Comic books, TV, video games, arcades, pinball, myspace, facebook, instagram, snapchat, etc.... everything under the sun has been some sort of unique threat that only this generation has to face. It comes around every 8-10 years as a new crop of parents comes along. There's always someone around trying to make a buck off of it, and usually they end up pushing for the government to "do something".
There's nothing unique or new about Fortnite. It is just a well-excecuted plan to use the freeware model to get people to buy in to the universe and pay money for add ons. The game is perfectly designed and targetted for elementary and middle school kids. Easy access to gameplay, short games that reset quickly, social play in small groups of 2 or 4, ever changing game landscape and in-game fashion. It is just really, really well-done.

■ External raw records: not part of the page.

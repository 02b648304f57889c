// crates/stmt-cache-core/src/error.rs
// ============================================================================
// Module: Program Errors
// Description: Error taxonomy for connections and programs.
// Purpose: Separate caller misuse from propagated engine failures.
// Dependencies: thiserror
// ============================================================================

//! ## Overview
//! Usage errors are raised synchronously at the call that breaks the contract
//! and leave no partial state behind. Engine errors pass through unchanged;
//! this layer never retries. Contention is not an error: it silently yields a
//! private handle.

// ============================================================================
// SECTION: Imports
// ============================================================================

use thiserror::Error;

use crate::engine::EngineError;

// ============================================================================
// SECTION: Errors
// ============================================================================

/// Errors returned by [`crate::Connection`] and [`crate::Program`] operations.
///
/// # Invariants
/// - Variants are stable for programmatic handling.
#[derive(Debug, Clone, PartialEq, Eq, Error)]
pub enum ProgramError {
    /// Caller misuse, such as an absent bind value or a closed connection.
    #[error("usage error: {0}")]
    Usage(String),
    /// Failure reported by the execution engine.
    #[error(transparent)]
    Engine(#[from] EngineError),
}

impl ProgramError {
    /// Builds a usage error from a message.
    pub(crate) fn usage(message: impl Into<String>) -> Self {
        Self::Usage(message.into())
    }

    /// Returns true for caller misuse errors.
    #[must_use]
    pub const fn is_usage(&self) -> bool {
        matches!(self, Self::Usage(_))
    }
}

The game is dead simple - basically familiar to anyone playing first person shooters since the days of Doom and Quake - or even more specifically since Unreal Tournament. The graphics are kept cartoonish and non-threatening so moms don't get upset when their 8 year old tries the game out.... it really is well thought-out.
But there's nothing here to fear. It is just a game that kids play together. If you think your kids are putting too much time and energy into it, then send them off to do something else. It isn't like they are sneaking around behind the school gym to do drugs. It's just a game.
Do what my parents did. (Score:5, Insightful)
“Enough games, [go outside and play / do your homework / do these chores / let’s do something else ...]”
I was a kid once, they had video games then too, and they were very compelling and if I had my way I would be playing them all the time. When my parents told me to stop I was mad at them. Because I was so close to winning and or I was having a good run.
But turning off the video games isn’t abuse. And you shouldn’t be allowing your kid to play games at the cost of their health and education.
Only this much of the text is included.